Neutrophil secretion products regulate anti‐bacterial activity in monocytes and macrophages

• Published in: Clinical and experimental immunology Vol. 151; no. 1; pp. 139 - 145
• Main Authors: Soehnlein, O., Kenne, E., Rotzius, P., Eriksson, E. E., Lindbom, L.
• Format: Journal Article
• Language: English
• Published: Oxford, UK Blackwell Publishing Ltd 01.01.2008; Blackwell; Blackwell Science Inc
• Subjects: Analysis of Variance; Analytical, structural and metabolic biochemistry; anti‐microbial activity; Bacterial Infections - immunology; Basic Immunology; Biological and medical sciences; Blood Bactericidal Activity; Cells, Cultured; Fundamental and applied biological sciences. Psychology; granule protein; Humans; innate immunity; macrophage; Macrophage Activation; Macrophages - physiology; Medicin och hälsovetenskap; Microscopy, Fluorescence; Monocytes - physiology; neutrophil; Neutrophils - metabolism; Phagocytosis; Reactive Oxygen Species - analysis; Respiratory Burst; Monocyte; Secretion; Biochemistry; Immunity; Protein; Infection; Regulation(control); innate immunity; Bacteriosis; granule protein; Neutrophil; anti-microbial activity; Macrophage
• ISSN: 0009-9104; 1365-2249; 1365-2249
• DOI: 10.1111/j.1365-2249.2007.03532.x

Summary Macrophages represent a multi‐functional cell type in innate immunity that contributes to bacterial clearance by recognition, phagocytosis and killing. In acute inflammation, infiltrating neutrophils release a wide array of preformed granule proteins which interfere functionally with their environment. Here, we present a novel role for neutrophil‐derived granule proteins in the anti‐microbial activity of macrophages. Neutrophil secretion obtained by antibody cross‐linking of the integrin subunit CD18 (X‐link secretion) or by treatment with N‐Formyl‐Met‐Leu‐Phe (fMLP secretion) induced a several‐fold increase in bacterial phagocytosis by monocytes and macrophages.
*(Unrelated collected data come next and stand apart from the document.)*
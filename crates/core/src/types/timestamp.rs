//! Lenient timestamp deserialization.
//!
//! The API emits `createdAt`/`updatedAt` either as RFC 3339 with an offset or
//! as a naive `2025-03-14T09:26:53.123` string that is implicitly UTC.

use chrono::{DateTime, NaiveDateTime, Utc};
use serde::{Deserialize, Deserializer};

/// Parse either accepted timestamp shape.
#[must_use]
pub fn parse(value: &str) -> Option<DateTime<Utc>> {
    DateTime::parse_from_rfc3339(value)
        .map(|dt| dt.with_timezone(&Utc))
        .ok()
        .or_else(|| {
            NaiveDateTime::parse_from_str(value, "%Y-%m-%dT%H:%M:%S%.f")
                .ok()
                .map(|naive| naive.and_utc())
        })
}

/// `#[serde(deserialize_with = "...")]` helper for optional timestamps.
///
/// Missing, null and unparseable values all become `None`.
///
/// # Errors
///
/// Only fails when the value is not a string or null.
pub fn deserialize_optional<'de, D>(deserializer: D) -> Result<Option<DateTime<Utc>>, D::Error>
where
    D: Deserializer<'de>,
{
    let raw = Option::<String>::deserialize(deserializer)?;
    Ok(raw.as_deref().and_then(parse))
}

#[cfg(test)]
mod tests {
    use chrono::Datelike;

    use super::*;

    #[test]
    fn test_parse_rfc3339() {
        let dt = parse("2025-03-14T09:26:53Z");
        assert_eq!(dt.map(|d| d.day()), Some(14));
    }

    #[test]
    fn test_parse_naive() {
        assert!(parse("2025-03-14T09:26:53.1234567").is_some());
        assert!(parse("2025-03-14T09:26:53").is_some());
    }

    #[test]
    fn test_parse_garbage() {
        assert!(parse("yesterday").is_none());
    }
}
//! URL slugs for classes and products.

use serde::{Deserialize, Serialize};

/// Turn arbitrary text into a URL slug.
///
/// Lower-cases, drops everything except ASCII letters, digits, whitespace
/// and hyphens, then collapses each run of whitespace and hyphens into a
/// single hyphen. Leading and trailing hyphens are kept.
///
/// The output only contains `[a-z0-9-]` without repeated hyphens, so
/// applying the function again changes nothing.
///
/// ```
/// use segishop_core::slug::generate_slug;
///
/// assert_eq!(generate_slug("Oversized & Heavy Items"), "oversized-heavy-items");
/// assert_eq!(generate_slug(&generate_slug("A  b")), generate_slug("A  b"));
/// ```
#[must_use]
pub fn generate_slug(input: &str) -> String {
    let mut slug = String::with_capacity(input.len());
    let mut pending_separator = false;

    for ch in input.to_lowercase().chars() {
        if ch.is_ascii_lowercase() || ch.is_ascii_digit() {
            if pending_separator {
                slug.push('-');
                pending_separator = false;
            }
            slug.push(ch);
        } else if ch == '-' || ch.is_whitespace() {
            pending_separator = true;
        }
    }

    if pending_separator {
        slug.push('-');
    }

    slug
}

/// Slug input that follows the name until the user edits it by hand.
///
/// Typing in the name field regenerates the slug while the field is in auto
/// mode. Any manual edit switches it to manual mode for good; only
/// [`SlugField::reset_auto`] (the "Auto" button) switches back.
#[derive(Debug, Clone, PartialEq, Eq, Serialize, Deserialize)]
pub struct SlugField {
    value: String,
    manual: bool,
}

impl SlugField {
    /// A blank field in auto mode, for create forms.
    #[must_use]
    pub const fn new() -> Self {
        Self {
            value: String::new(),
            manual: false,
        }
    }

    /// A field holding an existing slug.
    ///
    /// A saved slug counts as manually chosen, so renaming an entity does not
    /// silently change its URL.
    #[must_use]
    pub fn existing(slug: &str) -> Self {
        Self {
            value: slug.to_owned(),
            manual: !slug.is_empty(),
        }
    }

    #[must_use]
    pub fn value(&self) -> &str {
        &self.value
    }

    #[must_use]
    pub const fn is_manual(&self) -> bool {
        self.manual
    }

    /// The name field changed.
    pub fn name_changed(&mut self, name: &str) {
        if !self.manual {
            self.value = generate_slug(name);
        }
    }

    /// The user typed in the slug field.
    pub fn edited(&mut self, slug: &str) {
        self.value = generate_slug(slug);
        self.manual = true;
    }

    /// The "Auto" button: regenerate from `name` and follow it again.
    pub fn reset_auto(&mut self, name: &str) {
        self.value = generate_slug(name);
        self.manual = false;
    }

    #[must_use]
    pub fn into_value(self) -> String {
        self.value
    }
}

impl Default for SlugField {
    fn default() -> Self {
        Self::new()
    }
}

#[cfg(test)]
mod tests {
    use super::*;

    #[test]
    fn test_generate_slug_basic() {
        assert_eq!(generate_slug("Heavy Items"), "heavy-items");
        assert_eq!(generate_slug("Fragile / Glass"), "fragile-glass");
        assert_eq!(generate_slug("  Bulky -- Freight  "), "-bulky-freight-");
        assert_eq!(generate_slug("Crème brûlée"), "crme-brle");
        assert_eq!(generate_slug("A\tB\nC"), "a-b-c");
        assert_eq!(generate_slug(""), "");
    }

    #[test]
    fn test_generate_slug_is_idempotent() {
        let samples = [
            "Heavy Items",
            "  leading and trailing  ",
            "multiple---hyphens",
            "MiXeD CaSe 123",
            "émoji 🚚 freight",
            "- - -",
            "Ünïcödé",
            "tabs\tand\nnewlines",
            "İstanbul",
        ];
        for s in samples {
            let once = generate_slug(s);
            assert_eq!(generate_slug(&once), once, "not idempotent for {s:?}");
        }
    }

    #[test]
    fn test_slug_field_follows_name_until_edited() {
        let mut field = SlugField::new();
        field.name_changed("Heavy");
        assert_eq!(field.value(), "heavy");
        field.name_changed("Heavy Items");
        assert_eq!(field.value(), "heavy-items");

        field.edited("bulky");
        assert!(field.is_manual());
        field.name_changed("Something Else");
        field.name_changed("Another Name");
        assert_eq!(field.value(), "bulky");
    }

    #[test]
    fn test_slug_field_reset_auto() {
        let mut field = SlugField::existing("custom");
        field.name_changed("Renamed");
        assert_eq!(field.value(), "custom");

        field.reset_auto("Renamed Class");
        assert_eq!(field.value(), "renamed-class");
        assert!(!field.is_manual());

        field.name_changed("Renamed Again");
        assert_eq!(field.value(), "renamed-again");
    }

    #[test]
    fn test_slug_field_manual_edit_is_normalised() {
        let mut field = SlugField::new();
        field.edited("My Custom Slug");
        assert_eq!(field.value(), "my-custom-slug");
    }
}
This response was associated with a rapid activation of the monocytes and macrophages as depicted by an increase in cytosolic free Ca2+. Interestingly, fMLP secretion had a more pronounced effect on monocytes than the X‐link secretion, while the opposite was observed for macrophages. In addition, polymorphonuclear cells (PMN) secretion caused a strong enhancement of intracellular reactive oxygen species (ROS) formation compared to incubation with bacteria. Thus, secretion of neutrophil granule proteins activates macrophages to increase the phagocytosis of bacteria and to enhance intracellular ROS formation, indicating pronounced intracellular bacterial killing. Both mechanisms attribute novel microbicidal properties to PMN granule proteins, suggesting their potential use in anti‐microbial therapy.